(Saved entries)
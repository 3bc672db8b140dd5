//! # HTN Demo
//!
//! Builds a small combat domain, plans against a blackboard and executes
//! the resulting plan step by step.
//!
//! Usage: `htn-demo [planner-config.json]`

use std::path::Path;

use anyhow::Context;
use htn_core::prelude::*;
use htn_planner::{CompoundTask, HtnPlanner, Method, PlannerConfig, PrimitiveTask};
use htn_state::Blackboard;
use tracing::{info, warn};
use tracing_subscriber::{fmt, prelude::*, EnvFilter};

/// Load a planner configuration, falling back to defaults.
fn load_config(path: Option<&Path>) -> anyhow::Result<PlannerConfig> {
    let Some(path) = path else {
        return Ok(PlannerConfig::default());
    };
    let raw = std::fs::read_to_string(path)
        .with_context(|| format!("reading planner config {}", path.display()))?;
    let config = serde_json::from_str(&raw)
        .with_context(|| format!("parsing planner config {}", path.display()))?;
    Ok(config)
}

/// Register the combat domain.
fn define_domain(planner: &mut HtnPlanner) -> anyhow::Result<()> {
    planner.define_primitive(
        "pick_up_bow",
        PrimitiveTask::builder()
            .precondition(Condition::exists("bow_nearby"))
            .effect(Effect::set("has_bow", true))
            .effect(Effect::remove("bow_nearby"))
            .cost(1.0),
    )?;
    planner.define_primitive(
        "move_to_target",
        PrimitiveTask::builder()
            .effect(Effect::set("at_target", true))
            .cost(2.0),
    )?;
    planner.define_primitive(
        "ranged_attack",
        PrimitiveTask::builder()
            .precondition(Condition::equals("has_bow", true))
            .precondition(Condition::greater_than("arrows", 0))
            .effect(Effect::add("arrows", -1))
            .effect(Effect::set("target_attacked", true))
            .cost(1.5),
    )?;
    planner.define_primitive(
        "melee_attack",
        PrimitiveTask::builder()
            .precondition(Condition::equals("at_target", true))
            .effect(Effect::set("target_attacked", true))
            .cost(3.0),
    )?;
    planner.define_compound(
        "attack",
        CompoundTask::builder()
            .method(
                Method::new("ranged")
                    .precondition(Condition::equals("has_bow", true))
                    .subtask("ranged_attack"),
            )
            .method(
                Method::new("arm_then_shoot")
                    .precondition(Condition::exists("bow_nearby"))
                    .subtasks(["pick_up_bow", "ranged_attack"]),
            )
            .method(Method::new("melee").subtasks(["move_to_target", "melee_attack"])),
    )?;
    planner.define_compound(
        "combat",
        CompoundTask::builder().method(
            Method::new("engage")
                .precondition(Condition::not_equals("target_attacked", true))
                .subtask("attack"),
        ),
    )?;
    Ok(())
}

fn run(planner: &HtnPlanner, label: &str, mut world: Blackboard) -> anyhow::Result<()> {
    info!("🎯 Scenario: {}", label);

    let plan = match planner.plan(&world, "combat") {
        Ok(plan) => plan,
        Err(err) if !err.is_fatal() => {
            warn!("❌ No plan: {}", err);
            return Ok(());
        }
        Err(err) => return Err(err).context("combat domain is misconfigured"),
    };

    info!(
        "📋 Plan ({} steps, cost {:.1}): {}",
        plan.len(),
        planner.plan_cost(&plan),
        serde_json::to_string(&plan)?
    );

    let before = world.snapshot();
    for step in &plan {
        planner.execute(&mut world, &step.name)?;
        info!("  📌 Executed {}", step);
    }
    for change in before.diff(&world.snapshot()) {
        info!("  🔄 {}", serde_json::to_string(&change)?);
    }
    Ok(())
}

fn main() -> anyhow::Result<()> {
    tracing_subscriber::registry()
        .with(fmt::layer())
        .with(EnvFilter::try_from_default_env().unwrap_or_else(|_| EnvFilter::new("info")))
        .init();

    let config_path = std::env::args().nth(1);
    let config = load_config(config_path.as_deref().map(Path::new))?;

    let mut planner = HtnPlanner::with_config(config);
    define_domain(&mut planner)?;

    run(&planner, "unarmed", Blackboard::new())?;

    let mut world = Blackboard::new();
    world.set_bool("bow_nearby", true)?;
    world.set_int("arrows", 3)?;
    run(&planner, "bow on the ground", world)?;

    let mut world = Blackboard::new();
    world.set_bool("has_bow", true)?;
    run(&planner, "bow without arrows", world)?;

    let mut world = Blackboard::new();
    world.set_bool("target_attacked", true)?;
    run(&planner, "already done", world)?;

    info!("📊 Stats: {}", serde_json::to_string(&planner.stats())?);
    Ok(())
}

▶ _Action item_
All lines in the entries above that include "display" should be found and copied.

▶ _Answer for the task_
        .with_context(|| format!("reading planner config {}", path.display()))?;
        .with_context(|| format!("parsing planner config {}", path.display()))?;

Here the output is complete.